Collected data
Segment Open

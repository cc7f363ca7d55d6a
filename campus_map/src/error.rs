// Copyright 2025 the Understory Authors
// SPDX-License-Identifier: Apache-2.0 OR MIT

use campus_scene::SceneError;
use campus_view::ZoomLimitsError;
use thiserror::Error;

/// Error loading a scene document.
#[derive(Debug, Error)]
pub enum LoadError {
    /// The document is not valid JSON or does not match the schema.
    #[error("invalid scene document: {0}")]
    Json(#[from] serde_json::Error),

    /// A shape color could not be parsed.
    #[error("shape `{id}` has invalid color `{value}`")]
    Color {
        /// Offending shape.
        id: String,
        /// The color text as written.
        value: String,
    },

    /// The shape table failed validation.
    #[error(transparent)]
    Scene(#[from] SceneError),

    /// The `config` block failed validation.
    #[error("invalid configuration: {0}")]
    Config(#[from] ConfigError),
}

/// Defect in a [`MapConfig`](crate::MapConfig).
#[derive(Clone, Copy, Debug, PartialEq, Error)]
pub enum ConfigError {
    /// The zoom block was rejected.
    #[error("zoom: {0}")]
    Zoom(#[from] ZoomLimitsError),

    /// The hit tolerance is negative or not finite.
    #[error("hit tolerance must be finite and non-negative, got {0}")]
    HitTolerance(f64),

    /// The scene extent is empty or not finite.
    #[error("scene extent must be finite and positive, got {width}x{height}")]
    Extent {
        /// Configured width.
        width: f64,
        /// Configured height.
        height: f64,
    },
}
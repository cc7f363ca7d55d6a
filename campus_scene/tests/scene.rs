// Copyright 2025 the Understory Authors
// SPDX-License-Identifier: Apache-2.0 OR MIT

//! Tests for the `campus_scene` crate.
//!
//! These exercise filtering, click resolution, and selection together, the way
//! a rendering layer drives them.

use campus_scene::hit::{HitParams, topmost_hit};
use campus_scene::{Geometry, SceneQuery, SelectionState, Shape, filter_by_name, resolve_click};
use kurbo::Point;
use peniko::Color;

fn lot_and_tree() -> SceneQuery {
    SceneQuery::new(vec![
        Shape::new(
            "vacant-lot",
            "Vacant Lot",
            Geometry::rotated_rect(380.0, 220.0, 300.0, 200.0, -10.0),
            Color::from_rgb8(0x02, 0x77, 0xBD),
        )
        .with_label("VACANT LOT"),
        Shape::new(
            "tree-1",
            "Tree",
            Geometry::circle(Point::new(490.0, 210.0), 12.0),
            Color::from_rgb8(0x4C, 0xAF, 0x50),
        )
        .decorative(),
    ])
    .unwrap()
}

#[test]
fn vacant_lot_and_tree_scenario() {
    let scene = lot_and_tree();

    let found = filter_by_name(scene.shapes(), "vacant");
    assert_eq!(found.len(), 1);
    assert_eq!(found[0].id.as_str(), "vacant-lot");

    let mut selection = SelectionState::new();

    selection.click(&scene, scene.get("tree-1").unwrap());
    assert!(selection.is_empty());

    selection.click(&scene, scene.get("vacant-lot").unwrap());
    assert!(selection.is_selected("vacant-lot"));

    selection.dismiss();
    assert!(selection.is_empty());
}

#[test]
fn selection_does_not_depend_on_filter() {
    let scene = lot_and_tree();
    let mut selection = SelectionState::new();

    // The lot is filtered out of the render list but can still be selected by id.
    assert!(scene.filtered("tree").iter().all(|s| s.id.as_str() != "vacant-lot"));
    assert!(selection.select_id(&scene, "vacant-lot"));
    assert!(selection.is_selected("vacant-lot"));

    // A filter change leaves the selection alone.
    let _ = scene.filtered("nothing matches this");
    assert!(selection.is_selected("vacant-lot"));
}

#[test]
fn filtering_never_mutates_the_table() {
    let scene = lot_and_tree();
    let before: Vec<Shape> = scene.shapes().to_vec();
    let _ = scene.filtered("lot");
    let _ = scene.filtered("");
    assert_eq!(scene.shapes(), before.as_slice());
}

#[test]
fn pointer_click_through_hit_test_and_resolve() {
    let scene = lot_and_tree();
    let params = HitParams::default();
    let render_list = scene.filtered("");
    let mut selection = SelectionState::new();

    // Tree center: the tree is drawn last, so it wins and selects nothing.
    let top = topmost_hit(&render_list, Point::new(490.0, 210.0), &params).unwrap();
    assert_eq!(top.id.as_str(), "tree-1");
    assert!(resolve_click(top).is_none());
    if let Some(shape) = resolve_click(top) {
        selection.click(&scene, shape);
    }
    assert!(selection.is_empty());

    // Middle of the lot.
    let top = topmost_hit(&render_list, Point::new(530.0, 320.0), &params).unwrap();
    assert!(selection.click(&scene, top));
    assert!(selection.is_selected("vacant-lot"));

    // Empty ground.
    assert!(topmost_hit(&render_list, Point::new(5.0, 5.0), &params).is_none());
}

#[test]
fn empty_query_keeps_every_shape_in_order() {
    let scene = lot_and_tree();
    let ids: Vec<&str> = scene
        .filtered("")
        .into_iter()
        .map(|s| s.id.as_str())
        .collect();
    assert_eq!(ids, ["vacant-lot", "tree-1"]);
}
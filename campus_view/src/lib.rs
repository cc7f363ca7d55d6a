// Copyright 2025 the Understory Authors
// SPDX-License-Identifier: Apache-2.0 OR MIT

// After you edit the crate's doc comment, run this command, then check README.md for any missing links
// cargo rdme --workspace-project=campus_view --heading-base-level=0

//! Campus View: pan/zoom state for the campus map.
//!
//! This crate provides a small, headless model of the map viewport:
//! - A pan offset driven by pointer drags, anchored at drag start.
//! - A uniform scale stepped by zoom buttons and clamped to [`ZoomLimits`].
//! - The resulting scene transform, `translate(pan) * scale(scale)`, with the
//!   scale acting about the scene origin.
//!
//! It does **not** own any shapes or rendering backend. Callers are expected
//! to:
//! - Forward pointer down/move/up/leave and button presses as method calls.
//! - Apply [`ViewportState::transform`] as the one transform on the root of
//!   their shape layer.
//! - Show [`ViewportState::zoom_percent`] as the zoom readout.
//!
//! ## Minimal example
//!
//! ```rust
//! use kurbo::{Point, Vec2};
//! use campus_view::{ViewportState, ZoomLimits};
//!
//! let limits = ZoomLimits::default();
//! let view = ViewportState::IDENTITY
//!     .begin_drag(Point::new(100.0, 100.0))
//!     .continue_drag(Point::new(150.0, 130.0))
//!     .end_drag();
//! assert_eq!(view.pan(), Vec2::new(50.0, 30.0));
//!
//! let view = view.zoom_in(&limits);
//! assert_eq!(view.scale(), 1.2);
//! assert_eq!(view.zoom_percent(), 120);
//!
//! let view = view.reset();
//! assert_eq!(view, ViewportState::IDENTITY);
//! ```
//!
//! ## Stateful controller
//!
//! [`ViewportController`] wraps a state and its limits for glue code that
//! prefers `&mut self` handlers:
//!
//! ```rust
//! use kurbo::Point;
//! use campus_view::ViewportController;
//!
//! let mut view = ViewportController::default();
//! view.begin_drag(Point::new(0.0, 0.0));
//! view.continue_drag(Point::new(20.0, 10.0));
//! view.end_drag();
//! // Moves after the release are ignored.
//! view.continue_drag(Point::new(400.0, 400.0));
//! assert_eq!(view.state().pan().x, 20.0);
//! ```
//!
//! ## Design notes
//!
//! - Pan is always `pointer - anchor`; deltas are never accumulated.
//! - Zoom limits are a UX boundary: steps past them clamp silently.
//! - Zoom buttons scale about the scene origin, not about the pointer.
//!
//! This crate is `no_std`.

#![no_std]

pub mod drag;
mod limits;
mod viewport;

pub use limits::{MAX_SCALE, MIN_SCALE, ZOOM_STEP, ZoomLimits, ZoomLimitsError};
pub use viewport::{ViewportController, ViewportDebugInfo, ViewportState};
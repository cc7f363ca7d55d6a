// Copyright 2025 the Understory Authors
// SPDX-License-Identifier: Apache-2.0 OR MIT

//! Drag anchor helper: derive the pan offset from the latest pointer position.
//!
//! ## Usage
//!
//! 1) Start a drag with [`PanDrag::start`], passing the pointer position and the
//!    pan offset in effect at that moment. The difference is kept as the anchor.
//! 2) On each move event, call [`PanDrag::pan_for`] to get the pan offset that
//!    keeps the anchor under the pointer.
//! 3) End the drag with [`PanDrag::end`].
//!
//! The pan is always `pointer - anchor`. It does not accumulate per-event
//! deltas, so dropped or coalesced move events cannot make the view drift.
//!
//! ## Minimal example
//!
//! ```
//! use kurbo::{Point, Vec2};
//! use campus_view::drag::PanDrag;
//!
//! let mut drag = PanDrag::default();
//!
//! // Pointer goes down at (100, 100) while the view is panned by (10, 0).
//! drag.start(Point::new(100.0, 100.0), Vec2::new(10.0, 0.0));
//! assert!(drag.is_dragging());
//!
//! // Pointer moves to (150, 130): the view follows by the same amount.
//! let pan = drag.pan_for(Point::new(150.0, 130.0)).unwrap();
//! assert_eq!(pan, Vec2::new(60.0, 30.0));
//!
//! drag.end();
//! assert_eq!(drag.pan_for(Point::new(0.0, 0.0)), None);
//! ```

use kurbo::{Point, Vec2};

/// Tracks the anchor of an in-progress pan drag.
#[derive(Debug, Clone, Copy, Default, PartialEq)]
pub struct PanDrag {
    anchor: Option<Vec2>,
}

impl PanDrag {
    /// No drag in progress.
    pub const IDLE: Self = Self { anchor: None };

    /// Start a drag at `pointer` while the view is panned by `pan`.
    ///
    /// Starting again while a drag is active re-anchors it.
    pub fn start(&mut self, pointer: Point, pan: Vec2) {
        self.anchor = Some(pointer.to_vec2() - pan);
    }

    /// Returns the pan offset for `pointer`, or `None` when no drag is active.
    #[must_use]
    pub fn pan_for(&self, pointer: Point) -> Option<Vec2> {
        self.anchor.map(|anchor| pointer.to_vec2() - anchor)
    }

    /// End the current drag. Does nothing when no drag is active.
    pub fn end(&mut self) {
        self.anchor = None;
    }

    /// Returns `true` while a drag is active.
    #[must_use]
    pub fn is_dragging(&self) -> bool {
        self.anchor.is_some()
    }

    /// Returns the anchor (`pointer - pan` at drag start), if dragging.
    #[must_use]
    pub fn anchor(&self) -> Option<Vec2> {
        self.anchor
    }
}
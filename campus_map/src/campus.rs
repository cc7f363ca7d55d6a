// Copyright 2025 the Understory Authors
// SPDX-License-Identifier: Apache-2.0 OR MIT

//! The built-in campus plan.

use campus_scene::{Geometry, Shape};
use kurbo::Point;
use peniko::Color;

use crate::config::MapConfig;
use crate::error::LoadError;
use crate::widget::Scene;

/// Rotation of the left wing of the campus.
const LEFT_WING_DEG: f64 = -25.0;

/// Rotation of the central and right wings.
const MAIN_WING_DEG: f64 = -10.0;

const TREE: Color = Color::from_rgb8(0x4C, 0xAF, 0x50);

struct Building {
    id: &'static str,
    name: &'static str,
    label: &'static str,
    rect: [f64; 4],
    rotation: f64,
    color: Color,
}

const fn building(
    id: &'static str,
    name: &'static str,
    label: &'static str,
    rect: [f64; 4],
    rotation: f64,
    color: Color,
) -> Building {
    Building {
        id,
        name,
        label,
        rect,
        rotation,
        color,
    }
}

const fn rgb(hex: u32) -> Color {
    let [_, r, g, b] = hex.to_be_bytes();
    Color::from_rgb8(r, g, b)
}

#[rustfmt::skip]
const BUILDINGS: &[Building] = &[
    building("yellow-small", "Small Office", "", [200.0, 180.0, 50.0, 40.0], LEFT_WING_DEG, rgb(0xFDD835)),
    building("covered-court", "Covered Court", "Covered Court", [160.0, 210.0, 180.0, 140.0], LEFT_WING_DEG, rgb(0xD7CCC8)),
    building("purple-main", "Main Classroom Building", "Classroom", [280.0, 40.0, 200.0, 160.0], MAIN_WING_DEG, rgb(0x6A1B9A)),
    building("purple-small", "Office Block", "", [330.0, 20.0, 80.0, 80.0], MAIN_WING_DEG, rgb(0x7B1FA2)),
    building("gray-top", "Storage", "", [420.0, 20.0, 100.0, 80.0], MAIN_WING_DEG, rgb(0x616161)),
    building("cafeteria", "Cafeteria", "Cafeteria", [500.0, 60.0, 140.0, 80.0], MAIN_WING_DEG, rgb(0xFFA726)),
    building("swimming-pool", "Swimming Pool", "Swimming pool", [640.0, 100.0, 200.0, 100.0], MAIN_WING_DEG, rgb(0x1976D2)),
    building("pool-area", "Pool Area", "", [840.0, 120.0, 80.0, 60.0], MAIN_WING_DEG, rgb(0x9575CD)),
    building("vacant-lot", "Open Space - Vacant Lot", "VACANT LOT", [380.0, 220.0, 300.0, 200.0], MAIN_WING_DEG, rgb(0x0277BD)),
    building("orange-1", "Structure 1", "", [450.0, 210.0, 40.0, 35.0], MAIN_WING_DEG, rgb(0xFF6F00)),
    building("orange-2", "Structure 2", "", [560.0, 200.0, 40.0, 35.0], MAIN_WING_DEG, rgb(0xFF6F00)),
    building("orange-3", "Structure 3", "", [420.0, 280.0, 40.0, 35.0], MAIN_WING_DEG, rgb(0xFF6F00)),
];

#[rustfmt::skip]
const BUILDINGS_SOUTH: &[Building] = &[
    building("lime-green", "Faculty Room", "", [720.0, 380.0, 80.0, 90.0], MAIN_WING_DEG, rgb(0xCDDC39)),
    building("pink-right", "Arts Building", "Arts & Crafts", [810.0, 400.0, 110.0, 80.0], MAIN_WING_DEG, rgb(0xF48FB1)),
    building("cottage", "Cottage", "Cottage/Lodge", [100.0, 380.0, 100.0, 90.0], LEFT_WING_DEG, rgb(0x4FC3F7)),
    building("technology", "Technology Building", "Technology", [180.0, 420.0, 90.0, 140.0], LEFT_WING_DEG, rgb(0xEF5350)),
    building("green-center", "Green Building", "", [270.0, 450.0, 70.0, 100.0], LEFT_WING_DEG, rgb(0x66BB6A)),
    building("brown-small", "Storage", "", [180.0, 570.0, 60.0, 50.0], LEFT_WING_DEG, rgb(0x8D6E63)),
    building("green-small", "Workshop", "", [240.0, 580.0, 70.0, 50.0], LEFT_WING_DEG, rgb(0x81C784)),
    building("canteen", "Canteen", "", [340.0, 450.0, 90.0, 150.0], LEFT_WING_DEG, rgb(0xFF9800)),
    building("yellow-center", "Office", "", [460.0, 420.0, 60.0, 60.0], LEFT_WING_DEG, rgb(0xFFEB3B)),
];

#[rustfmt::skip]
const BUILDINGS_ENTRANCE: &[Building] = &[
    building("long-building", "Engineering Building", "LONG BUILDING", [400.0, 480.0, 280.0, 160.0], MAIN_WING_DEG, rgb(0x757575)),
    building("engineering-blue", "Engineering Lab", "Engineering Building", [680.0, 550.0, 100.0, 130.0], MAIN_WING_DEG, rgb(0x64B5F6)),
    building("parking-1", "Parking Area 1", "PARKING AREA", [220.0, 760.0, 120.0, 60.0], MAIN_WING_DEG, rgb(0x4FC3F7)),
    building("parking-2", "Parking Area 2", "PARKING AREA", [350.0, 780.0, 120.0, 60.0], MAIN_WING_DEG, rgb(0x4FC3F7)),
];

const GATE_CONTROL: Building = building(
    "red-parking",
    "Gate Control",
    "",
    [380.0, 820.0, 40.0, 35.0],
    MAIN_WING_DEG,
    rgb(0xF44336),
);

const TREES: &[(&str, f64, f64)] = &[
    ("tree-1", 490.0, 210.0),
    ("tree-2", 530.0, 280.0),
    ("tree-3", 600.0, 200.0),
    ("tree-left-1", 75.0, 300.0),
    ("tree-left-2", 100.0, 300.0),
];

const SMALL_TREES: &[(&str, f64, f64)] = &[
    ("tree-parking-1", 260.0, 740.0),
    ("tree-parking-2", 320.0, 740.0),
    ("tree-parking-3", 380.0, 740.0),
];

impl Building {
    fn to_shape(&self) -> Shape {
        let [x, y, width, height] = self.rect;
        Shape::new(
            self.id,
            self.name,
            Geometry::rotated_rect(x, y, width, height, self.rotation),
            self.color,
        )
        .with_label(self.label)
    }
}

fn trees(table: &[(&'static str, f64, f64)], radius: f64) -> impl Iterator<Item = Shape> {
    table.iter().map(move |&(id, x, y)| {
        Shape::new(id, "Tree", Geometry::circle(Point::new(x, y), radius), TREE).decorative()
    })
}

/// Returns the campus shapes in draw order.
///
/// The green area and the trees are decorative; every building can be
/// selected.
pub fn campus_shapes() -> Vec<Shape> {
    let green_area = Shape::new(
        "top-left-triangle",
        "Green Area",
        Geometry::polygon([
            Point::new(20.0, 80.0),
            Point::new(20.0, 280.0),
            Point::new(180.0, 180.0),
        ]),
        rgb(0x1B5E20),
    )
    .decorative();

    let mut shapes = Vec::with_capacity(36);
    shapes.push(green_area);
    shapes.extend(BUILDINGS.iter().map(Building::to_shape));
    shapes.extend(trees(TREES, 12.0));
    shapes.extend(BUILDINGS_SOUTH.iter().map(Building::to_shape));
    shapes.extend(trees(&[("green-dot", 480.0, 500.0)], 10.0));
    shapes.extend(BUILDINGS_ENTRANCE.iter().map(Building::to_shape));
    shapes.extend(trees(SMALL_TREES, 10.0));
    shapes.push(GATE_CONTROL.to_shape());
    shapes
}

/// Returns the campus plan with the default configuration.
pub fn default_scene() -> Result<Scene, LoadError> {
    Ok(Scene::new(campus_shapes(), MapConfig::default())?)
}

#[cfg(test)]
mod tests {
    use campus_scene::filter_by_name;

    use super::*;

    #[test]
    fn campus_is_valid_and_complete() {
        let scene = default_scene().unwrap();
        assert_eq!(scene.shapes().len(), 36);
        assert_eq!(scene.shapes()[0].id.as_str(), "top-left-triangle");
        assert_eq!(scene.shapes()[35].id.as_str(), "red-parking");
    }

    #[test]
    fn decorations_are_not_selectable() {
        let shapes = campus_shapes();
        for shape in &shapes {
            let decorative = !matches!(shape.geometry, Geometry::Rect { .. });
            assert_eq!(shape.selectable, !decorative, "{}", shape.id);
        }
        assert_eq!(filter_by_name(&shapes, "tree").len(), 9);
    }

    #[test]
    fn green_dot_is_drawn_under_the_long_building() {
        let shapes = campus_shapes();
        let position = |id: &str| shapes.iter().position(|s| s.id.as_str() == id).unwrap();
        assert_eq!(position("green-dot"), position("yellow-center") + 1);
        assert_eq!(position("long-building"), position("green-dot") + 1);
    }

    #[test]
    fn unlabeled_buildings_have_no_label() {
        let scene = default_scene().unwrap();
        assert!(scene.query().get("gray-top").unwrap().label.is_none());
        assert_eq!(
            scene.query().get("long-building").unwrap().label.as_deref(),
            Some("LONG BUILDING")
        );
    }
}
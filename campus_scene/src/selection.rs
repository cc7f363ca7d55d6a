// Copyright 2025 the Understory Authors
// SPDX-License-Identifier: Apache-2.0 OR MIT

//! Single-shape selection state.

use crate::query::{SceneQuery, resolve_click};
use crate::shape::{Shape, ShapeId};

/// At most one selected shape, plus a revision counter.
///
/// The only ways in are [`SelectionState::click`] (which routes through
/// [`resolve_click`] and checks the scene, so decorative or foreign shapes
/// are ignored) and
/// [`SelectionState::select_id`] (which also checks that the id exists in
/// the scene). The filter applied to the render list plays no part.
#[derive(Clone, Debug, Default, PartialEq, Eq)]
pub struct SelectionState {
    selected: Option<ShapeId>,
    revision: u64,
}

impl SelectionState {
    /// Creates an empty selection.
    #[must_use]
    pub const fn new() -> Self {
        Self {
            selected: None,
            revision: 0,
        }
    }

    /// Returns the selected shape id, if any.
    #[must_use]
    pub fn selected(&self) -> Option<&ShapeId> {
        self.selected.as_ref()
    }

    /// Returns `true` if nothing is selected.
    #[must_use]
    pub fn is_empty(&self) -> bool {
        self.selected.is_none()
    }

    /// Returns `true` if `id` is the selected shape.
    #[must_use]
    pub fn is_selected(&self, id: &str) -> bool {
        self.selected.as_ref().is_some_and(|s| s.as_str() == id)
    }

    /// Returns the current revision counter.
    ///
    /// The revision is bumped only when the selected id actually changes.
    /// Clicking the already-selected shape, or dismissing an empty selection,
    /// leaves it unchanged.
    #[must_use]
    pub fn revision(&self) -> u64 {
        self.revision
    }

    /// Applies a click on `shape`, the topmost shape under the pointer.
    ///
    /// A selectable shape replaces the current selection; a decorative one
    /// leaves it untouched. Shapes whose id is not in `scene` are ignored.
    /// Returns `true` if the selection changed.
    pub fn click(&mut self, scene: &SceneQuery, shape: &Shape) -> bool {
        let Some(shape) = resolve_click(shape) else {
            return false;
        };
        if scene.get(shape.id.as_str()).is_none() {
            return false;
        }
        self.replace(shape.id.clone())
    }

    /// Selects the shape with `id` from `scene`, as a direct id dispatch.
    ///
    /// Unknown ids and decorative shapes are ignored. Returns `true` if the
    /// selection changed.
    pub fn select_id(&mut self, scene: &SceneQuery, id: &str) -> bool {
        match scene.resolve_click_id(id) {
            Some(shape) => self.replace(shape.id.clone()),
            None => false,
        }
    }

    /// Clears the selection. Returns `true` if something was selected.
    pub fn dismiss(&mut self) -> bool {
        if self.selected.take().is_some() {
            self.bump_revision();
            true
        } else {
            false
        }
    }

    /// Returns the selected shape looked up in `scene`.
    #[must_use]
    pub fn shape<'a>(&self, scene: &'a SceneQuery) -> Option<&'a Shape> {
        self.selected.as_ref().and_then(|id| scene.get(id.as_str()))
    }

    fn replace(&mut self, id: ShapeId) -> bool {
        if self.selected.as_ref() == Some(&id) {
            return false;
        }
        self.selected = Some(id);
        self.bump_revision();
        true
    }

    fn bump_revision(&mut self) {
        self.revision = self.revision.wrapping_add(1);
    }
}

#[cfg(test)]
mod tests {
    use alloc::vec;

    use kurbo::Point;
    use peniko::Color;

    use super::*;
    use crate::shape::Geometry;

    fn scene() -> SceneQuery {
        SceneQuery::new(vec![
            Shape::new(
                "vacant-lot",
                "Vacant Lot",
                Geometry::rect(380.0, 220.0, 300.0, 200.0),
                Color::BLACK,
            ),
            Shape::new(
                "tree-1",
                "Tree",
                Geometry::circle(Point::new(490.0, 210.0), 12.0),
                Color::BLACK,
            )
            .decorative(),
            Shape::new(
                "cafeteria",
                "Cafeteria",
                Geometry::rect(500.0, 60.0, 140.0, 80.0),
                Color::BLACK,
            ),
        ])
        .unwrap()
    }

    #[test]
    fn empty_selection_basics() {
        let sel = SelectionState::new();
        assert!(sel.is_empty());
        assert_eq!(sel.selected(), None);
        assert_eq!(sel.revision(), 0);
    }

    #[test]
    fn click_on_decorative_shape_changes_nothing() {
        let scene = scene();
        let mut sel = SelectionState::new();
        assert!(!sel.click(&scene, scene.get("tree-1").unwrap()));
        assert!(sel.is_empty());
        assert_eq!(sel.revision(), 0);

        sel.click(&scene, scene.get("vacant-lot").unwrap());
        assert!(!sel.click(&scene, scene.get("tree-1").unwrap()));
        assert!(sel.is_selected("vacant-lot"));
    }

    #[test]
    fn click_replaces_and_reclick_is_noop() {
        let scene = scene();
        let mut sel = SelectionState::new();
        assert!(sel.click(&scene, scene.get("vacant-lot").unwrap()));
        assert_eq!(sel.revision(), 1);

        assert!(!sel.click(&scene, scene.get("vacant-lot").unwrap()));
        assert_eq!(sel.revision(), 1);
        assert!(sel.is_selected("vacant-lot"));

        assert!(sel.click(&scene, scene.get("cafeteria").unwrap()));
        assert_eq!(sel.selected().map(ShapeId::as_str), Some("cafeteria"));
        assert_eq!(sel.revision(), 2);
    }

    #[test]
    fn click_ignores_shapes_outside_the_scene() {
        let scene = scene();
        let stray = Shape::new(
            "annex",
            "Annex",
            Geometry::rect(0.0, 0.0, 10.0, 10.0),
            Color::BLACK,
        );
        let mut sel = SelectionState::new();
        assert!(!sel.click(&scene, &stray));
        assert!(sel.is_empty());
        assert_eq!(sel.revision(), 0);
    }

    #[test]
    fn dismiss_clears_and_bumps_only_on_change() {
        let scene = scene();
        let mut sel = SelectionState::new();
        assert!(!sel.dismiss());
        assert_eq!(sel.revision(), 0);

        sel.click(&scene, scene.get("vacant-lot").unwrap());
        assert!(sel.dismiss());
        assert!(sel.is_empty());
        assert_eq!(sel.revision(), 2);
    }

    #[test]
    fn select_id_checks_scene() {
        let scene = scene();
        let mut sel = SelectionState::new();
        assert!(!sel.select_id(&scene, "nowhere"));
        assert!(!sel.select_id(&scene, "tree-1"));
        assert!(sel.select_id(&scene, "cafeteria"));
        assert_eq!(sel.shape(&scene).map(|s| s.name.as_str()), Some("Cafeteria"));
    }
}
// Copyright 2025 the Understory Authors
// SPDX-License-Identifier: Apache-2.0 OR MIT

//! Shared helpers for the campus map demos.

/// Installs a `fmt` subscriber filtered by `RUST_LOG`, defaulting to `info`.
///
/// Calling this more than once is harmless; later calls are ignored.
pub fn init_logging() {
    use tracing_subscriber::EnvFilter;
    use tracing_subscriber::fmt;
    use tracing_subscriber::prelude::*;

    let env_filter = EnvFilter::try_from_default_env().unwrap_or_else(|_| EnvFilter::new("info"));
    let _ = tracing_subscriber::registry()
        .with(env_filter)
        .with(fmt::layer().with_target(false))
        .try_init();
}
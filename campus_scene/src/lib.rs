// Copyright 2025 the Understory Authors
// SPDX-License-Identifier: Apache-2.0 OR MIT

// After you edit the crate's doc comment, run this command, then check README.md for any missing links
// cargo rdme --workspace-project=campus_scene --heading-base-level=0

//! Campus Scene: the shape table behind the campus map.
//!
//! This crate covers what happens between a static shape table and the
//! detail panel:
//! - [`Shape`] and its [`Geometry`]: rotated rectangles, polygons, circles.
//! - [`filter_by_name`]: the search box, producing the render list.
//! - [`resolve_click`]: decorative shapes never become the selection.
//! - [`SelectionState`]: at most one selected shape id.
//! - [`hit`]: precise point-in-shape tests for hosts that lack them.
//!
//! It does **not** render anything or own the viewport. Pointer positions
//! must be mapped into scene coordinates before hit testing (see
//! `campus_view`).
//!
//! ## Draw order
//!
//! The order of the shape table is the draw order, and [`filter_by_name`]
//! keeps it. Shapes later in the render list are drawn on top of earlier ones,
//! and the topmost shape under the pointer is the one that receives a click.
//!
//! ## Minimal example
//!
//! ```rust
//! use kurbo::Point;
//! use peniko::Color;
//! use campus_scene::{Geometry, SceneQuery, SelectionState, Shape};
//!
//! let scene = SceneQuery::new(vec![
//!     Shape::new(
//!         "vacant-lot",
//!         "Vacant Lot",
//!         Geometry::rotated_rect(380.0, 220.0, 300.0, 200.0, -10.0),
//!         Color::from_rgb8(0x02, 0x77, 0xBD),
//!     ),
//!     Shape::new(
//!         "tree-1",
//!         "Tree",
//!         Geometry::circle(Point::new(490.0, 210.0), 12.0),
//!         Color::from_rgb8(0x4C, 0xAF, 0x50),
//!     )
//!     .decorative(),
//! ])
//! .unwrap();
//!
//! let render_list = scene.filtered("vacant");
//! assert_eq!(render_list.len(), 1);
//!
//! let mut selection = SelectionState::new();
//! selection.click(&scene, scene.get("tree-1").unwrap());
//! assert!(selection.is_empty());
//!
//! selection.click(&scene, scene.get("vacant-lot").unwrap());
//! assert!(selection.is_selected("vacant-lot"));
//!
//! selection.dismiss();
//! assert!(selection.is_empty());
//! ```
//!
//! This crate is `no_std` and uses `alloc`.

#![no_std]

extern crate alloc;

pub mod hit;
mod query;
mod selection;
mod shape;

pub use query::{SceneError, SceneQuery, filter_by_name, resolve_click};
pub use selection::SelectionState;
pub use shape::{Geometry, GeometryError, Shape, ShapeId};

Segment Closed

TASK
Show a copy of each line from the records above in which the string "radius" occurs.

REPLY TO THE TASK
fn trees(table: &[(&'static str, f64, f64)], radius: f64) -> impl Iterator<Item = Shape> {
        Shape::new(id, "Tree", Geometry::circle(Point::new(x, y), radius), TREE).decorative()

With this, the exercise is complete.